__Activity__: Scan the records below. List lines holding "params".

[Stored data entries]

BEGIN

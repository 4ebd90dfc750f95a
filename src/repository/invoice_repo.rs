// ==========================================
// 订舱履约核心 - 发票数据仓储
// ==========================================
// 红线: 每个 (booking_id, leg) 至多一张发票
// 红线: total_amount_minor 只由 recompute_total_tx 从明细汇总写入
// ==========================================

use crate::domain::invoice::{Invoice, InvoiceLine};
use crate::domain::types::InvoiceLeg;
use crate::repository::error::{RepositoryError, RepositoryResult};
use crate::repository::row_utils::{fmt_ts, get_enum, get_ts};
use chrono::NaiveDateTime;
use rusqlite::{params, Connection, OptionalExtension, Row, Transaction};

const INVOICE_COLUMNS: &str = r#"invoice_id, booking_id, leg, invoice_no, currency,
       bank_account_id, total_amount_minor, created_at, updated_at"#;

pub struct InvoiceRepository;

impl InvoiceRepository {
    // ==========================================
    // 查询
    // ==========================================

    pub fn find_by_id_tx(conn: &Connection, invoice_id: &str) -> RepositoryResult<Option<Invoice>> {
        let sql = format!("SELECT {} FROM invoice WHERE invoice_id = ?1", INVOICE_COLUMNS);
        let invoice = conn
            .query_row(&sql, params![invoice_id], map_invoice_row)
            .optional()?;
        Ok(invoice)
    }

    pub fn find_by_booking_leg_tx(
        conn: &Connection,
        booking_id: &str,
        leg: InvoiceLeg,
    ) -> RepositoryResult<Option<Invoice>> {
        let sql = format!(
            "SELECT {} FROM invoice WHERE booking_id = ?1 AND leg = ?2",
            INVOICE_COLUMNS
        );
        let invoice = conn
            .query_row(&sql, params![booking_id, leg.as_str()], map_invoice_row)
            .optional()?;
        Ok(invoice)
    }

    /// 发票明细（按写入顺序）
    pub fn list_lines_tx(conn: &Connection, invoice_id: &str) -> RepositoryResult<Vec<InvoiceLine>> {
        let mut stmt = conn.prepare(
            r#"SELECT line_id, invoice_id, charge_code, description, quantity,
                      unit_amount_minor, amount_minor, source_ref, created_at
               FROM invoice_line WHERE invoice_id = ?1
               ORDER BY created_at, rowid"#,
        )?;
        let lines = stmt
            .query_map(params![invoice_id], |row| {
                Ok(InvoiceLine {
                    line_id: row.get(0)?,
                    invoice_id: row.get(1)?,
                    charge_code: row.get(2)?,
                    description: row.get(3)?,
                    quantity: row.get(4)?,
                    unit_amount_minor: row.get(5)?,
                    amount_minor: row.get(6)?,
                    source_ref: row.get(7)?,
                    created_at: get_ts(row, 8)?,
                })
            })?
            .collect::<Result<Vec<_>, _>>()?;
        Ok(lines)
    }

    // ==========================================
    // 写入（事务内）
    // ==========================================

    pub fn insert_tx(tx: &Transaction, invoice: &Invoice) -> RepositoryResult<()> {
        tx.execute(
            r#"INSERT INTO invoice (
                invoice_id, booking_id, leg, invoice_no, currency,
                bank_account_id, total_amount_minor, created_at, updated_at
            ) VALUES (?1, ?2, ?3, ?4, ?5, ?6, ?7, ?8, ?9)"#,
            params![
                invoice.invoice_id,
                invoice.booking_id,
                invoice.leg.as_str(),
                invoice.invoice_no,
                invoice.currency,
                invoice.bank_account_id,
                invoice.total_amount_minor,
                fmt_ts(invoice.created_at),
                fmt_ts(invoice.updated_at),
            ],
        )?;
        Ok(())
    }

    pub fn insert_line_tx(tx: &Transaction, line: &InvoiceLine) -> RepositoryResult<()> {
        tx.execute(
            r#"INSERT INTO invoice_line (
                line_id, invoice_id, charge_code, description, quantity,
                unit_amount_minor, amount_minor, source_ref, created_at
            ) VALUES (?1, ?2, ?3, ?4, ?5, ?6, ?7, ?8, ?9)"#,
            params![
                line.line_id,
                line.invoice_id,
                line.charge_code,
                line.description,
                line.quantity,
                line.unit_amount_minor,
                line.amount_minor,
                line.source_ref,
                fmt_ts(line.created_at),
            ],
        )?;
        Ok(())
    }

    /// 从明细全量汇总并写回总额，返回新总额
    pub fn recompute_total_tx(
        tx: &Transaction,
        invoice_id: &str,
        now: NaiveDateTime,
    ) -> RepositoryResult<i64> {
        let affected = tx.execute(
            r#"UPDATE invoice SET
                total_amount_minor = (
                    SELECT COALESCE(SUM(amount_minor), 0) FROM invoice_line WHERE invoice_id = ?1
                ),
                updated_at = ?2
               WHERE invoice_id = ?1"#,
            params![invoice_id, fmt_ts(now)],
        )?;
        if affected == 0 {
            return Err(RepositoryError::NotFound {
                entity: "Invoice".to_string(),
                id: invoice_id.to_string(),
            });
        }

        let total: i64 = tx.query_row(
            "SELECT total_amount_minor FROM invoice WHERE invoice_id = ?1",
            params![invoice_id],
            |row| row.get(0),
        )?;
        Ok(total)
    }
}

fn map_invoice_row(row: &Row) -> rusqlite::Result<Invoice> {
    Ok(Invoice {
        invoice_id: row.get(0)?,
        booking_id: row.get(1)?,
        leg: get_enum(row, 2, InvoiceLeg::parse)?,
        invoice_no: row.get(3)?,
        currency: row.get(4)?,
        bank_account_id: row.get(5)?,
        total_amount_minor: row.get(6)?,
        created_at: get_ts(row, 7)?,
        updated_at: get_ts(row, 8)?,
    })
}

END

__Output of the task__:
use rusqlite::{params, Connection, OptionalExtension, Row, Transaction};
            .query_row(&sql, params![invoice_id], map_invoice_row)
            .query_row(&sql, params![booking_id, leg.as_str()], map_invoice_row)
            .query_map(params![invoice_id], |row| {
            params![
            params![
            params![invoice_id, fmt_ts(now)],
            params![invoice_id],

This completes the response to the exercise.